_Exercise directions_
In the material below, find the line with "Some(value) => value" and the line with "Some(value) => return", then output those two lines and every line between them, exactly.

===== Extracted material =====

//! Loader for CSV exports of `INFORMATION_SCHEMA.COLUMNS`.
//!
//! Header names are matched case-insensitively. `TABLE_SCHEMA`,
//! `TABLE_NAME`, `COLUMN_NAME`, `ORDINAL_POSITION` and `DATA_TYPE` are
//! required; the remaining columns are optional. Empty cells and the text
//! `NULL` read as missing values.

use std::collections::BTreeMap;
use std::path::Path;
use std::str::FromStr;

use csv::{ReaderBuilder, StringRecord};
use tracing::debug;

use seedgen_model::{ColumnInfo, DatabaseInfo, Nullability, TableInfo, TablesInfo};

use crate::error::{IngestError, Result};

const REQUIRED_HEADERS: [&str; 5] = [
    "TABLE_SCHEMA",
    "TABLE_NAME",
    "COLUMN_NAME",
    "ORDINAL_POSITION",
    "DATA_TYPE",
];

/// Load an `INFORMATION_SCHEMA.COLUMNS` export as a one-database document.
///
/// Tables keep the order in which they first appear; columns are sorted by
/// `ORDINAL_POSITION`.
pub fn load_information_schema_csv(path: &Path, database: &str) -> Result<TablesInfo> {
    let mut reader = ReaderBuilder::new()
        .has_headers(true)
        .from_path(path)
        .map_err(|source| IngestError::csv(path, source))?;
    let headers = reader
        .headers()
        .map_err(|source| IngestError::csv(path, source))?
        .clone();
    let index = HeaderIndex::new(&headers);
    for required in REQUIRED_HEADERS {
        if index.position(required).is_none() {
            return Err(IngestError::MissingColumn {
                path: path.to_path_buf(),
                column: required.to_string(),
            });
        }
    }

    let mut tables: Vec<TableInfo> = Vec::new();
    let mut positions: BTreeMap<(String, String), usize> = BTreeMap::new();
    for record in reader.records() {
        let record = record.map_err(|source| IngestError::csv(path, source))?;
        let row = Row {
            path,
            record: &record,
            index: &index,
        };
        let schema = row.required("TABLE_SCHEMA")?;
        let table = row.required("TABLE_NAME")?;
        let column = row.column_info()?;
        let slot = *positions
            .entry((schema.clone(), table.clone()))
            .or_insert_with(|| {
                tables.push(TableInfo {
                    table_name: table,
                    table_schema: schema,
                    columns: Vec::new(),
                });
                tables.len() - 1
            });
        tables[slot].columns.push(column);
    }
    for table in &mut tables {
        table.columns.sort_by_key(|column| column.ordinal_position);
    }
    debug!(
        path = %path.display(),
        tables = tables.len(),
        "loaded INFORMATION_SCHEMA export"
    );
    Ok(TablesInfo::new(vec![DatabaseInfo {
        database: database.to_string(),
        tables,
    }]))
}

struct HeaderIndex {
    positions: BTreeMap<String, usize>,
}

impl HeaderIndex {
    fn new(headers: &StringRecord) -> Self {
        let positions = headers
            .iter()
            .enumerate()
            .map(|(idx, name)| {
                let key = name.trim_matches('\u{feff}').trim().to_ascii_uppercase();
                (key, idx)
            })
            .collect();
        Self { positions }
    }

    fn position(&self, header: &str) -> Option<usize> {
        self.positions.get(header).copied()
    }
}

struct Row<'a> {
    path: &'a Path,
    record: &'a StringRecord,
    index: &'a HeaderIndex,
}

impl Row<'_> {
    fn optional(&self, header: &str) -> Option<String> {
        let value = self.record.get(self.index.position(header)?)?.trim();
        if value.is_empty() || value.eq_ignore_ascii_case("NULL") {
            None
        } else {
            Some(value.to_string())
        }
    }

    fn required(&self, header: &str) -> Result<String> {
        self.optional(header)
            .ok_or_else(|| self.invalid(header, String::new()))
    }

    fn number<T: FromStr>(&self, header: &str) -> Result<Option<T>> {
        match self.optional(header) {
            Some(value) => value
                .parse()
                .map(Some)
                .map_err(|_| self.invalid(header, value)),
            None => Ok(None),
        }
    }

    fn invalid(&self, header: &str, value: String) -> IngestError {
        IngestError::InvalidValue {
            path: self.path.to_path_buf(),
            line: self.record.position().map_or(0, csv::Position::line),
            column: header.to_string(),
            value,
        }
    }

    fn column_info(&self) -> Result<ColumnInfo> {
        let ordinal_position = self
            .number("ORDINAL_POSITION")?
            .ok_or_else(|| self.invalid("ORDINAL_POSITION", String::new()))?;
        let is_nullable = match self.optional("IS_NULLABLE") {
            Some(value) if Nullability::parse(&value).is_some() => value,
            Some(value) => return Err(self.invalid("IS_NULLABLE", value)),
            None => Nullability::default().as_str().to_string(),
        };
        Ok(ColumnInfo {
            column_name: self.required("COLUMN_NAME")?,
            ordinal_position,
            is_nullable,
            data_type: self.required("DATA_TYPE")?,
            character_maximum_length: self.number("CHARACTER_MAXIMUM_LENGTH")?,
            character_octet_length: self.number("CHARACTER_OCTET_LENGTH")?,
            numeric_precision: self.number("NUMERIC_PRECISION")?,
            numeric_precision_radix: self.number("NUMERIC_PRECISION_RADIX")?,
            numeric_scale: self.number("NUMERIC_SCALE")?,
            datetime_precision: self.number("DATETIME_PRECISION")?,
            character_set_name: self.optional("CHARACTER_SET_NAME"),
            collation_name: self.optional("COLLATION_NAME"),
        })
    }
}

=====

_Answer for this exercise_
            Some(value) => value
                .parse()
                .map(Some)
                .map_err(|_| self.invalid(header, value)),
            None => Ok(None),
        }
    }

    fn invalid(&self, header: &str, value: String) -> IngestError {
        IngestError::InvalidValue {
            path: self.path.to_path_buf(),
            line: self.record.position().map_or(0, csv::Position::line),
            column: header.to_string(),
            value,
        }
    }

    fn column_info(&self) -> Result<ColumnInfo> {
        let ordinal_position = self
            .number("ORDINAL_POSITION")?
            .ok_or_else(|| self.invalid("ORDINAL_POSITION", String::new()))?;
        let is_nullable = match self.optional("IS_NULLABLE") {
            Some(value) if Nullability::parse(&value).is_some() => value,
            Some(value) => return Err(self.invalid("IS_NULLABLE", value)),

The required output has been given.